Reduci dalla vittoria della 71esima edizione del Festival di Sanremo con “Zitti e buoni”, i Maneskin presentano il loro secondo album “Teatro d’ira – Vol. I”

 Maneskin

E’ decisamente un momento d’oro per Damiano, Victoria, Thomas ed Ethan, meglio conosciuti semplicemente come i Maneskin, vincitori assoluti di Sanremo 2021 con il brano “Zitti e buoni”, singolo già certificato disco d’oro. Per loro è arrivato il tempo della seconda prova discografica, a due anni e mezzo di distanza dall’uscita del debut album Il ballo della vita, sarà disponibile dal prossimo 19 marzo il loro nuovo progetto intitolato “Teatro d’ira – Vol. I”.
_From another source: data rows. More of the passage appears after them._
//! Capability Surface
//!
//! Builds the two objects a plugin script can see of the host:
//!
//! - `plugin`: event subscription and console output
//! - `hostFeature`: domain actions installed by the host through [`HostFeature`]
//!
//! Nothing else is bound into a plugin's context.

use std::cell::RefCell;
use std::rc::Rc;

use rquickjs::convert::Coerced;
use rquickjs::function::Opt;
use rquickjs::{Ctx, Function, Object, Persistent, Result, Value as JsValue};

use crate::console::{DebugLog, Severity};

// ─────────────────────────────────────────────────────────────────────────────
// Handler Table
// ─────────────────────────────────────────────────────────────────────────────

/// Host-side token for one `addEventListener` registration.
#[derive(Debug, Clone, Copy, PartialEq, Eq, Hash, PartialOrd, Ord)]
pub struct HandlerId(u64);

impl HandlerId {
    pub fn get(self) -> u64 {
        self.0
    }
}

/// What the host can see of a registration. The callable itself stays in
/// the plugin's context.
#[derive(Debug, Clone, PartialEq, Eq)]
pub struct HandlerRegistration {
    pub id: HandlerId,
    pub event_type: String,
}

pub(crate) struct HandlerEntry {
    pub(crate) id: HandlerId,
    pub(crate) event_type: String,
    pub(crate) handler: Persistent<Function<'static>>,
}

/// Registrations of one running plugin, in registration order.
#[derive(Default)]
pub(crate) struct HandlerTable {
    next_id: u64,
    entries: Vec<HandlerEntry>,
}

pub(crate) type SharedHandlers = Rc<RefCell<HandlerTable>>;

impl HandlerTable {
    /// Append a registration. Duplicate (event type, handler) pairs are kept.
    pub(crate) fn add(&mut self, event_type: String, handler: Persistent<Function<'static>>) -> HandlerId {
        self.next_id += 1;
        let id = HandlerId(self.next_id);
        self.entries.push(HandlerEntry {
            id,
            event_type,
            handler,
        });
        id
    }

    /// Remove the first registration matching `event_type` whose handler is
    /// the very same function object as `handler`.
    pub(crate) fn remove_first<'js>(
        &mut self,
        ctx: &Ctx<'js>,
        event_type: &str,
        handler: &JsValue<'js>,
    ) -> Result<Option<HandlerId>> {
        let mut found = None;
        for (index, entry) in self.entries.iter().enumerate() {
            if entry.event_type != event_type {
                continue;
            }
            let registered = entry.handler.clone().restore(ctx)?;
            if registered.as_value() == handler {
                found = Some(index);
                break;
            }
        }

        Ok(found.map(|index| self.entries.remove(index).id))
    }

    /// Handlers for `event_type`, in registration order.
    pub(crate) fn matching(&self, event_type: &str) -> Vec<(HandlerId, Persistent<Function<'static>>)> {
        self.entries
            .iter()
            .filter(|entry| entry.event_type == event_type)
            .map(|entry| (entry.id, entry.handler.clone()))
            .collect()
    }

    pub(crate) fn registrations(&self) -> Vec<HandlerRegistration> {
        self.entries
            .iter()
            .map(|entry| HandlerRegistration {
                id: entry.id,
                event_type: entry.event_type.clone(),
            })
            .collect()
    }

    pub(crate) fn len(&self) -> usize {
        self.entries.len()
    }

    /// Drop every persistent handle. Must run before the owning runtime goes away.
    pub(crate) fn clear(&mut self) {
        self.entries.clear();
    }
}

// ─────────────────────────────────────────────────────────────────────────────
// Host Feature
// ─────────────────────────────────────────────────────────────────────────────

/// Extension point for host actions exposed to plugins as `hostFeature`.
///
/// Implementors add members to `target`, the single object every plugin sees
/// as `hostFeature`. `console` belongs to the plugin being set up, so a
/// feature can attribute its own messages to that plugin.
pub trait HostFeature {
    fn install<'js>(&self, ctx: &Ctx<'js>, target: &Object<'js>, console: &DebugLog) -> Result<()>;
}

/// The base host feature: an empty object.
#[derive(Debug, Clone, Copy, Default)]
pub struct EmptyHostFeature;

impl HostFeature for EmptyHostFeature {
    fn install<'js>(&self, _ctx: &Ctx<'js>, _target: &Object<'js>, _console: &DebugLog) -> Result<()> {
        Ok(())
    }
}

// ─────────────────────────────────────────────────────────────────────────────
// Installation
// ─────────────────────────────────────────────────────────────────────────────

const CONSOLE_METHODS: [Severity; 4] = [Severity::Log, Severity::Info, Severity::Warn, Severity::Error];

/// Build the `plugin` object for one plugin.
///
/// `addEventListener` only accepts functions. Any other listener, including
/// an object with a `handleEvent` method, throws a conversion error in the
/// calling script and nothing is registered.
pub(crate) fn plugin_object<'js>(
    ctx: &Ctx<'js>,
    console: &DebugLog,
    handlers: &SharedHandlers,
) -> Result<Object<'js>> {
    let plugin = Object::new(ctx.clone())?;

    let table = handlers.clone();
    plugin.set(
        "addEventListener",
        Function::new(
            ctx.clone(),
            move |ctx: Ctx<'js>, event_type: Coerced<String>, handler: Function<'js>| {
                let handler = Persistent::save(&ctx, handler);
                table.borrow_mut().add(event_type.0, handler);
            },
        )?,
    )?;

    let table = handlers.clone();
    plugin.set(
        "removeEventListener",
        Function::new(
            ctx.clone(),
            move |ctx: Ctx<'js>, event_type: Coerced<String>, handler: Opt<JsValue<'js>>| -> Result<()> {
                if let Some(handler) = handler.0 {
                    table.borrow_mut().remove_first(&ctx, &event_type.0, &handler)?;
                }
                Ok(())
            },
        )?,
    )?;

    for severity in CONSOLE_METHODS {
        let console = console.clone();
        plugin.set(
            severity.as_str(),
            Function::new(ctx.clone(), move |message: Opt<Coerced<String>>| {
                console.record(severity, message.0.map(|m| m.0).unwrap_or_default());
            })?,
        )?;
    }

    Ok(plugin)
}

/// Build the `hostFeature` object for one plugin.
pub(crate) fn host_feature_object<'js>(
    ctx: &Ctx<'js>,
    feature: &dyn HostFeature,
    console: &DebugLog,
) -> Result<Object<'js>> {
    let target = Object::new(ctx.clone())?;
    feature.install(ctx, &target, console)?;
    Ok(target)
}

#[cfg(test)]
mod tests {
    use super::*;
    use rquickjs::{Context, Runtime};

    /// Run `script` against a bare `plugin` object and return what it left behind.
    fn eval_with_plugin(script: &str) -> (DebugLog, Vec<HandlerRegistration>) {
        let runtime = Runtime::new().unwrap();
        let context = Context::full(&runtime).unwrap();
        let console = DebugLog::new("test");
        let handlers = SharedHandlers::default();

        context.with(|ctx| {
            let plugin = plugin_object(&ctx, &console, &handlers).unwrap();
            ctx.globals().set("plugin", plugin).unwrap();
            let _: JsValue = ctx.eval(script).unwrap();
        });

        let registrations = handlers.borrow().registrations();
        handlers.borrow_mut().clear();
        (console, registrations)
    }

    #[test]
    fn test_plugin_object_methods() {
        let (console, _) = eval_with_plugin(
            r#"
            for (const name of ["addEventListener", "removeEventListener", "log", "info", "warn", "error"]) {
                if (typeof plugin[name] !== "function") plugin.error("missing " + name);
            }
            "#,
        );
        assert!(console.is_empty());
    }

    #[test]
    fn test_console_methods_record_severity() {
        let (console, _) =
            eval_with_plugin("plugin.log('a'); plugin.info('b'); plugin.warn('c'); plugin.error(42);");

        let messages = console.messages();
        let severities: Vec<Severity> = messages.iter().map(|m| m.severity).collect();
        assert_eq!(
            severities,
            vec![Severity::Log, Severity::Info, Severity::Warn, Severity::Error]
        );
        assert_eq!(messages[3].text, "42");
    }

    #[test]
    fn test_remove_takes_first_match_only() {
        let (_, registrations) = eval_with_plugin(
            r#"
            function h() {}
            function other() {}
            plugin.addEventListener("tick", h);
            plugin.addEventListener("tick", h);
            plugin.addEventListener("tick", other);
            plugin.removeEventListener("tick", h);
            plugin.removeEventListener("tock", other);
            "#,
        );

        assert_eq!(registrations.len(), 2);
        // The surviving `h` is the second one registered.
        assert_eq!(registrations[0].id.get(), 2);
        assert_eq!(registrations[1].id.get(), 3);
    }

    #[test]
    fn test_non_callable_listener_is_rejected() {
        let (console, registrations) = eval_with_plugin(
            r#"
            try {
                plugin.addEventListener("tick", { handleEvent() {} });
            } catch (e) {
                plugin.error("rejected");
            }
            "#,
        );

        assert!(registrations.is_empty());
        let messages = console.messages();
        assert_eq!(messages.len(), 1);
        assert_eq!(messages[0].text, "rejected");
    }

    #[test]
    fn test_remove_unknown_handler_is_noop() {
        let (_, registrations) = eval_with_plugin(
            r#"
            plugin.addEventListener("tick", function () {});
            plugin.removeEventListener("tick", function () {});
            plugin.removeEventListener("tick");
            "#,
        );

        assert_eq!(registrations.len(), 1);
    }
}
«Un disco che arriva dopo una lunga e importante esperienza dal vivo – racconta la band nel corso della conferenza stampa di presentazione del disco – quando abbiamo scritto il nostro primo album non sapevamo bene quale direzione prendere, adesso abbiamo capito esattamente cosa vogliamo fare. Tutto frutto di un grande lavoro, a partire dalla scelta dei suoni, abbiamo cercato di trasmettere un retrogusto live anche su disco, per questo motivo abbiamo scelto di registrare in presa diretta». 

Otto le tracce in scaletta che riflettono varie sfaccettature, mostrando una panoramica completa del loro mondo personale e artistico: «Abbiamo voluto giocare molto sui contrasti, se vogliamo anche sugli estremi, pur mantenendo la nostra natura. I brani toccano corde differenti, si passa dall’introspezione di “Coraline” al grido di “In nome del padre”. Non abbiamo voluto rinchiuderci in un reparto specifico, anche per quanto riguarda il linguaggio, rimanendo legati sia all’italiano che all’inglese». 

«A noi non interessa incasellarci in un genere particolare, i puristi non ci considerano un gruppo rock? Va benissimo, non siamo i Led Zeppelin. Noi facciamo la nostra musica a prescindere dai riferimenti, ci piace giocare molto e mostrare ciò che siamo. Avere personalità è per noi la cosa più importante, poi se incontra il gusto mainstream tanto di guadagnato. Suonare dal vivo con degli strumenti è sicuramente una prerogativa molto meno comune rispetto al passato, qualcosa che ci inorgoglisce».

Infine, spiegando il significato del titolo del disco, precisano: «Si riferisce all’ira catartica che ci spinge a fare le cose, una rabbia da trasformare in qualcosa di positivo. Nei nostri brani raccontiamo quello che ci succede nella vita di tutti i giorni, il disappunto nei confronti di tante situazioni e pregiudizi dell’attua società. Una rabbia figlia di tutte le porte che ci hanno sbattuto in faccia, di tutte quelle volte che hanno cercato di smontarci, dicendoci che non saremmo mai arrivati da nessuna parte».